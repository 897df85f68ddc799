//! Shader Parameter Derivation
//!
//! Maps the resolved [`EffectParameters`] onto the values the glitch shader
//! actually consumes. Everything here is a pure function of its inputs; the
//! only cross-frame state (the vertical jump accumulator) is owned by the
//! pass and passed in explicitly.
//!
//! Intensities are saturated to `[0, 1]` first.
//!
//! | Uniform            | Value                                              |
//! |--------------------|----------------------------------------------------|
//! | `_ScanLineJitter`  | `(0.002 + j³·0.05, saturate(1 − j·1.2))`          |
//! | `_VerticalJump`    | `(vertical_jump, vertical_jump_time)`              |
//! | `_HorizontalShake` | `horizontal_shake · 0.2`                           |
//! | `_ColorDrift`      | `(color_drift · 0.04, time · 606.11)`              |

use glam::Vec2;

use crate::settings::EffectParameters;

/// Rate at which the vertical jump phase advances per second at full intensity.
pub const VERTICAL_JUMP_RATE: f32 = 11.3;

/// Dispersion applied to scanlines even at zero jitter.
pub const SCAN_LINE_BASE_DISPERSION: f32 = 0.002;
pub const SCAN_LINE_DISPERSION_SCALE: f32 = 0.05;
pub const SCAN_LINE_THRESHOLD_SCALE: f32 = 1.2;

pub const HORIZONTAL_SHAKE_SCALE: f32 = 0.2;

pub const COLOR_DRIFT_SCALE: f32 = 0.04;
pub const COLOR_DRIFT_TIME_SCALE: f32 = 606.11;

/// Clamps to `[0, 1]`, mapping NaN to 0.
#[inline]
#[must_use]
pub fn saturate(x: f32) -> f32 {
    if x.is_nan() { 0.0 } else { x.clamp(0.0, 1.0) }
}

/// Advances the vertical jump accumulator by one frame.
///
/// The accumulator, not raw elapsed time, drives the jump waveform so that
/// jump speed follows the `vertical_jump` intensity.
#[inline]
#[must_use]
pub fn advance_vertical_jump_time(current: f32, delta_seconds: f32, vertical_jump: f32) -> f32 {
    current + delta_seconds * vertical_jump * VERTICAL_JUMP_RATE
}

/// Shader-ready values for one frame.
///
/// Captured by value into the render callback; never persisted.
#[derive(Debug, Clone, Copy, PartialEq, Default)]
pub struct DerivedShaderParameters {
    /// `(dispersion, threshold)`
    pub scan_line_jitter: Vec2,
    /// `(intensity, accumulated jump time)`
    pub vertical_jump: Vec2,
    pub horizontal_shake: f32,
    /// `(drift amount, drift phase)`
    pub color_drift: Vec2,
}

impl DerivedShaderParameters {
    /// Derives shader values from the frame's parameters.
    ///
    /// `vertical_jump_time` must already include this frame's advance.
    #[must_use]
    pub fn derive(params: &EffectParameters, vertical_jump_time: f32, time_seconds: f32) -> Self {
        let params = params.saturated();
        let jitter = params.scan_line_jitter;
        let threshold = saturate(1.0 - jitter * SCAN_LINE_THRESHOLD_SCALE);
        let dispersion = SCAN_LINE_BASE_DISPERSION + jitter.powi(3) * SCAN_LINE_DISPERSION_SCALE;

        Self {
            scan_line_jitter: Vec2::new(dispersion, threshold),
            vertical_jump: Vec2::new(params.vertical_jump, vertical_jump_time),
            horizontal_shake: params.horizontal_shake * HORIZONTAL_SHAKE_SCALE,
            color_drift: Vec2::new(
                params.color_drift * COLOR_DRIFT_SCALE,
                time_seconds * COLOR_DRIFT_TIME_SCALE,
            ),
        }
    }

    /// Packs the values into the GPU uniform layout.
    ///
    /// `time_seconds` feeds the shader's noise seed.
    #[must_use]
    pub fn to_uniforms(&self, time_seconds: f32) -> GlitchUniforms {
        GlitchUniforms {
            scan_line_jitter: self.scan_line_jitter,
            vertical_jump: self.vertical_jump,
            color_drift: self.color_drift,
            horizontal_shake: self.horizontal_shake,
            time: time_seconds,
        }
    }
}

/// GPU uniform block for `analog_glitch.wgsl`.
///
/// 32 bytes; every `vec2` sits on an 8-byte boundary so the layout matches
/// WGSL uniform address space rules without explicit padding.
#[repr(C)]
#[derive(Debug, Copy, Clone, PartialEq, Default, bytemuck::Pod, bytemuck::Zeroable)]
pub struct GlitchUniforms {
    pub scan_line_jitter: Vec2,
    pub vertical_jump: Vec2,
    pub color_drift: Vec2,
    pub horizontal_shake: f32,
    pub time: f32,
}

#[cfg(test)]
mod tests {
    use super::*;

    const EPSILON: f32 = 1e-5;

    fn approx(a: f32, b: f32) -> bool {
        (a - b).abs() < EPSILON
    }

    fn params(jitter: f32) -> EffectParameters {
        EffectParameters {
            scan_line_jitter: jitter,
            is_active: true,
            ..Default::default()
        }
    }

    #[test]
    fn zero_jitter_has_base_dispersion_and_full_threshold() {
        let d = DerivedShaderParameters::derive(&params(0.0), 0.0, 0.0);
        assert!(approx(d.scan_line_jitter.x, 0.002));
        assert!(approx(d.scan_line_jitter.y, 1.0));
    }

    #[test]
    fn jitter_curves_are_monotonic() {
        let mut prev = DerivedShaderParameters::derive(&params(0.0), 0.0, 0.0);
        for step in 1..=100 {
            let j = step as f32 / 100.0;
            let d = DerivedShaderParameters::derive(&params(j), 0.0, 0.0);
            assert!(d.scan_line_jitter.x >= prev.scan_line_jitter.x, "dispersion at {j}");
            assert!(d.scan_line_jitter.y <= prev.scan_line_jitter.y, "threshold at {j}");
            prev = d;
        }
    }

    #[test]
    fn threshold_saturates_at_zero() {
        let d = DerivedShaderParameters::derive(&params(1.0), 0.0, 0.0);
        assert_eq!(d.scan_line_jitter.y, 0.0);
        assert!(approx(d.scan_line_jitter.x, 0.052));
    }

    #[test]
    fn derivation_is_deterministic() {
        let p = EffectParameters {
            scan_line_jitter: 0.37,
            vertical_jump: 0.61,
            horizontal_shake: 0.12,
            color_drift: 0.9,
            is_active: true,
        };
        let a = DerivedShaderParameters::derive(&p, 3.25, 17.5);
        let b = DerivedShaderParameters::derive(&p, 3.25, 17.5);
        assert_eq!(a.scan_line_jitter.x.to_bits(), b.scan_line_jitter.x.to_bits());
        assert_eq!(a.scan_line_jitter.y.to_bits(), b.scan_line_jitter.y.to_bits());
        assert_eq!(a.color_drift.y.to_bits(), b.color_drift.y.to_bits());
        assert_eq!(a, b);
    }

    #[test]
    fn vertical_jump_time_advances_by_rate() {
        let t = advance_vertical_jump_time(1.0, 0.016, 0.3);
        assert!(approx(t, 1.05424));
        assert_eq!(advance_vertical_jump_time(2.0, 0.016, 0.0), 2.0);
    }

    #[test]
    fn uniforms_are_32_bytes() {
        assert_eq!(std::mem::size_of::<GlitchUniforms>(), 32);
        let d = DerivedShaderParameters::derive(&params(0.5), 1.0, 2.0);
        let u = d.to_uniforms(2.0);
        let bytes = bytemuck::bytes_of(&u);
        assert_eq!(bytes.len(), 32);
        assert_eq!(u.time, 2.0);
        assert_eq!(u.scan_line_jitter, d.scan_line_jitter);
    }

    #[test]
    fn out_of_range_inputs_match_clamped_inputs() {
        let wild = EffectParameters {
            scan_line_jitter: 2.0,
            vertical_jump: -1.0,
            horizontal_shake: f32::NAN,
            color_drift: f32::INFINITY,
            is_active: true,
        };
        let clamped = EffectParameters {
            scan_line_jitter: 1.0,
            vertical_jump: 0.0,
            horizontal_shake: 0.0,
            color_drift: 1.0,
            is_active: true,
        };
        let a = DerivedShaderParameters::derive(&wild, 0.5, 1.0);
        let b = DerivedShaderParameters::derive(&clamped, 0.5, 1.0);
        assert_eq!(a, b);
        assert!(approx(a.scan_line_jitter.x, 0.052));
        assert_eq!(a.scan_line_jitter.y, 0.0);
        assert!(approx(a.color_drift.x, 0.04));
    }

    #[test]
    fn saturate_handles_nan_and_bounds() {
        assert_eq!(saturate(f32::NAN), 0.0);
        assert_eq!(saturate(-1.0), 0.0);
        assert_eq!(saturate(2.0), 1.0);
        assert_eq!(saturate(0.25), 0.25);
    }
}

> **Task statement**: Check the entries above for the word "GlitchUniforms" and copy every line where it turns up.

> **Solution to this problem**:
    pub fn to_uniforms(&self, time_seconds: f32) -> GlitchUniforms {
        GlitchUniforms {
pub struct GlitchUniforms {
        assert_eq!(std::mem::size_of::<GlitchUniforms>(), 32);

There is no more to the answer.